The UK government has reversed its advice on improving the energy performance of buildings in order to increase the uptake of heat pumps. Andrew Warren writes on the Business Green website how the British Energy Efficiency Federation, of which he is Chairman, is questioning the analysis that led to the change in consumer advice. What are your views?
Installing heat pumps without proper regard for fabric improvement will lead to problems in the future
The Department of Energy Security and Net Zero (DESNZ) is now deliberately encouraging householders to ignore all the recommendations included in a home’s Energy Performance Certificate (EPC) .
Such recommendations are intended to show the most cost effective ways in which the energy efficiency of a home can be improved. Well over half of the homes in Britain already have a current EPC, required whenever occupancy alters, either via sales or new leases.
The advice tendered by the specialist EPC assessors concentrates upon improving the energy performance of the building itself, in order to reduce fuel bills that have doubled in real terms over the past three years. To date, no EPC assessor in the residential sector has ever recommended that a householder install a heat pump in order to reduce fuel bills.
Last month, DESNZ issued an announcement. Unusually, it contained no ministerial imprimatur. The announcement permits beneficiaries of a subsidy worth £7,500 of taxpayers’ money to install a heat pump – the Boiler Upgrade Scheme – to ignore previous requirements to install minimum standards of loft and cavity wall insulation building fabric recommendations included within that home’s Energy Performance Certificate .
Members of the British Energy Efficiency Federation – associations concerned with all aspects of saving fuel – are querying whether the government has any quantitative information upon which to base such a reversal on established policy priority. This priority has long emphasised that energy improvements to buildings must concentrate upon the “fabric first”.
Members are even more appalled by the revelations contained within the National Audit Office (NAO) report on heat pump installations, published the following day on March 15, concerning the key barriers to progressing government policy on residential heat pumps.
This NAO Report contains a section entitled ‘monitoring progress against key barriers’. This section specifically states that “DESNZ does not have all the information it needs on heat pump installations to identify key barriers to uptake. DESNZ told us that it builds much of its understanding of the key barriers to installing heat pumps through commissioned research, industry insight and qualitative information”.
But there is significantly no reference whatsoever to any quantitative research to justify such a complete U-turn.
And when it comes to qualitative information, this unexpected response follows a public consultation held by DESNZ in 2023. Analysis of views submitted reveals that over 75 per cent of respondents actually supported retaining existing requirements on minimum insulation building fabric requirements .
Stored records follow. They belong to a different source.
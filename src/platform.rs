use std::path::{Path, PathBuf};
use std::process::Command;
use std::time::Duration;

use camino::{Utf8Path, Utf8PathBuf};

use crate::config::PlatformSettings;
use crate::dispatch::Downloader;
use crate::domain::OUTPUT_EXTENSION;
use crate::error::ClipsortError;

/// Social-video downloader backed by the `yt-dlp` executable.
#[derive(Debug, Clone)]
pub struct YtDlpClient {
    program: Option<PathBuf>,
    options: YtDlpOptions,
}

#[derive(Debug, Clone, PartialEq)]
pub struct YtDlpOptions {
    pub format: String,
    pub cookies: Option<Utf8PathBuf>,
    pub min_sleep: Duration,
    pub max_sleep: Duration,
}

impl YtDlpOptions {
    pub fn from_settings(settings: &PlatformSettings, cookies: Option<Utf8PathBuf>) -> Self {
        Self {
            format: settings.format.clone(),
            cookies,
            min_sleep: settings.min_sleep,
            max_sleep: settings.max_sleep,
        }
    }
}

impl YtDlpClient {
    /// Uses `program` when given, otherwise looks `yt-dlp` up on `PATH`.
    pub fn new(program: Option<&Utf8Path>, options: YtDlpOptions) -> Self {
        let program = match program {
            Some(path) => Some(path.as_std_path().to_path_buf()),
            None => find_in_path("yt-dlp"),
        };
        if let Some(cookies) = &options.cookies {
            if !cookies.as_std_path().exists() {
                tracing::warn!(%cookies, "cookie file not found; yt-dlp will likely fail on private media");
            }
        }
        Self { program, options }
    }

    pub fn is_available(&self) -> bool {
        self.program.is_some()
    }

    pub fn build_args(&self, url: &str, output: &Path) -> Vec<String> {
        let mut args = vec![
            "--quiet".to_string(),
            "--no-warnings".to_string(),
            "--no-progress".to_string(),
            "--no-playlist".to_string(),
            "--format".to_string(),
            self.options.format.clone(),
            "--output".to_string(),
            output.to_string_lossy().to_string(),
        ];
        if let Some(cookies) = &self.options.cookies {
            args.push("--cookies".to_string());
            args.push(cookies.to_string());
        }
        if !self.options.max_sleep.is_zero() {
            args.push("--sleep-interval".to_string());
            args.push(secs_arg(self.options.min_sleep));
            args.push("--max-sleep-interval".to_string());
            args.push(secs_arg(self.options.max_sleep));
        }
        args.push("--".to_string());
        args.push(url.to_string());
        args
    }

    fn run_cmd(&self, program: &Path, args: &[String]) -> Result<(), ClipsortError> {
        let output = Command::new(program)
            .args(args)
            .output()
            .map_err(|err| ClipsortError::PlatformDownload(err.to_string()))?;
        if output.status.success() {
            return Ok(());
        }
        let stderr = String::from_utf8_lossy(&output.stderr).trim().to_string();
        let message = if stderr.is_empty() {
            format!("{} exited with {}", program.display(), output.status)
        } else {
            stderr
        };
        Err(ClipsortError::PlatformDownload(message))
    }
}

impl Downloader for YtDlpClient {
    fn download(&self, url: &str, destination: &Utf8Path) -> Result<(), ClipsortError> {
        let program = self
            .program
            .as_ref()
            .ok_or_else(|| ClipsortError::MissingTool("yt-dlp".to_string()))?;
        let parent = destination
            .parent()
            .ok_or_else(|| ClipsortError::Filesystem("invalid destination path".to_string()))?;

        // yt-dlp writes its own fragments; keep them in a scratch dir so a failed run
        // never leaves anything at the destination path.
        let scratch = tempfile::Builder::new()
            .prefix(".clipsort-ytdlp")
            .tempdir_in(parent.as_std_path())
            .map_err(|err| ClipsortError::Filesystem(err.to_string()))?;
        let output = scratch.path().join(format!("clip.{OUTPUT_EXTENSION}"));

        let args = self.build_args(url, &output);
        self.run_cmd(program, &args)?;

        if !output.exists() {
            return Err(ClipsortError::PlatformDownload(format!(
                "yt-dlp reported success but produced no file for {url}"
            )));
        }
        std::fs::rename(&output, destination.as_std_path())
            .map_err(|err| ClipsortError::Filesystem(format!("move to {destination}: {err}")))
    }
}

fn secs_arg(duration: Duration) -> String {
    let secs = duration.as_secs_f64();
    if secs.fract() == 0.0 {
        format!("{}", secs as u64)
    } else {
        format!("{secs}")
    }
}

fn find_in_path(name: &str) -> Option<PathBuf> {
    let path_var = std::env::var_os("PATH")?;
    for path in std::env::split_paths(&path_var) {
        let exe = path.join(format!("{name}.exe"));
        if exe.exists() {
            return Some(exe);
        }
        let plain = path.join(name);
        if plain.exists() {
            return Some(plain);
        }
    }
    None
}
The NAO’s report also states that “DESNZ plans to increase demand for heat pumps through a mix of grants and regulations.”
It specifies these as measures to reduce the installation cost to consumers of heat pumps, including increasing the value of the Boiler Upgrade Scheme grant; and introducing new regulations on housebuilders (for which the Department for Levelling Up, Housing and Communities, DLUHC, is responsible) and boiler manufacturers.
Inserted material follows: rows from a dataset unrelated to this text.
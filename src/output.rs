use std::io::{self, Write};

use serde::Serialize;

use crate::app::{FetchResult, PlanResult, ProgressEvent, ProgressSink, RetryResult, RunResult};
use crate::batch::RunReport;

#[derive(Debug, Clone, Copy)]
pub enum OutputMode {
    Interactive,
    NonInteractive,
}

pub struct JsonOutput;

impl JsonOutput {
    pub fn print_fetch(result: &FetchResult) -> io::Result<()> {
        Self::print_json(result)
    }

    pub fn print_retry(result: &RetryResult) -> io::Result<()> {
        Self::print_json(result)
    }

    pub fn print_run(result: &RunResult) -> io::Result<()> {
        Self::print_json(result)
    }

    pub fn print_plan(result: &PlanResult) -> io::Result<()> {
        Self::print_json(result)
    }

    fn print_json<T: Serialize>(value: &T) -> io::Result<()> {
        let json = serde_json::to_string_pretty(value).map_err(io::Error::other)?;
        let mut stdout = io::stdout();
        stdout.write_all(json.as_bytes())?;
        stdout.write_all(b"\n")?;
        Ok(())
    }
}

impl ProgressSink for JsonOutput {
    fn event(&self, _event: ProgressEvent) {}
}

/// Human-readable progress on stdout.
pub struct ConsoleOutput;

const GREEN: &str = "\x1b[32m";
const YELLOW: &str = "\x1b[33m";
const CYAN: &str = "\x1b[36m";
const RED: &str = "\x1b[31m";
const RESET: &str = "\x1b[0m";

impl ConsoleOutput {
    pub fn print_fetch(result: &FetchResult) {
        println!("{CYAN}clipsort summary{RESET}");
        print_report(&result.report);
        if !result.rejected.is_empty() {
            println!("{YELLOW}rejected rows: {}{RESET}", result.rejected.len());
        }
        match &result.failure_file {
            Some(path) => println!("{YELLOW}failed ids saved to {path}; run `clipsort retry`{RESET}"),
            None => println!("{GREEN}every job downloaded or skipped{RESET}"),
        }
    }

    pub fn print_retry(result: &RetryResult) {
        println!("{CYAN}clipsort retry summary{RESET}");
        let Some(outcome) = &result.outcome else {
            println!("{GREEN}nothing to retry{RESET}");
            return;
        };
        println!("requested: {}", outcome.requested.len());
        if !outcome.unmatched.is_empty() {
            println!(
                "{YELLOW}not in dataset: {}{RESET}",
                outcome.unmatched.join(", ")
            );
        }
        print_report(&outcome.report);
        match &result.failure_file {
            Some(path) => println!("{RED}still failing, see {path}{RESET}"),
            None => println!("{GREEN}failure file cleared{RESET}"),
        }
    }

    pub fn print_run(result: &RunResult) {
        Self::print_fetch(&result.fetch);
        if result.retry.ran {
            Self::print_retry(&result.retry);
        }
    }

    pub fn print_plan(result: &PlanResult) {
        let routed = result.jobs.iter().filter(|job| job.adapter.is_some()).count();
        println!(
            "{CYAN}dry run:{RESET} {routed} of {} job(s) would be downloaded",
            result.jobs.len()
        );
    }
}

impl ProgressSink for ConsoleOutput {
    fn event(&self, event: ProgressEvent) {
        let color = if event.message.starts_with("[FAILED]")
            || event.message.starts_with("[RETRY-FAILED]")
        {
            RED
        } else if event.message.starts_with("[SKIP]") {
            YELLOW
        } else {
            ""
        };
        let reset = if color.is_empty() { "" } else { RESET };
        match event.elapsed {
            Some(elapsed) => println!(
                "{color}{} ({} ms){reset}",
                event.message,
                elapsed.as_millis()
            ),
            None => println!("{color}{}{reset}", event.message),
        }
    }
}

fn print_report(report: &RunReport) {
    println!("{GREEN}downloaded: {}{RESET}", report.succeeded.len());
    println!("{RED}failed: {}{RESET}", report.failed.len());
    println!("{YELLOW}skipped: {}{RESET}", report.skipped.len());
    println!("batches: {}", report.batches);
}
It would appear that the NAO had not been informed about the likelihood, let alone confirmation, of DESNZ’s perverse decision to ignore Energy Performance Certificate recommendations. It is a decision which undermines a key measure of building energy performance that has been relied on for the past 17 years.
What is clear is that, throughout the construction industry, there is now widespread concern about the consequences of heat pumps being installed without proper regard for consequent fabric improvements. This is simply storing up problems for the future. Every responsible heat pump manufacturer has always appreciated this concomitant requirement.
It is noticeable that the loudest welcome for this policy reversal has been from the “purveyors of pollution” themselves: the representatives of companies anxious to sell more, not less, kilowatt hours of electricity.
Last year DESNZ commissioned detailed heat trial studies into electrification. These examined consumer satisfaction with heat pumps following installation. They also assessed the actual – as opposed to theoretical – coefficients of performance of such pumps installed under the Boiler Upgrade Scheme.
The results of these studies were completed some time ago. Again, it seems that these details were not shared with the NAO. These have still not been formally published. They need to be, if only to reassure doubters that the civil servants’ confidence in heat pumps’ performance is completely justified.
As does a complete reassessment of the problems being created by the short term panic of junior officials, concerned by the slow start to the roll out of heat pumps. A second U-turn is now mandatory.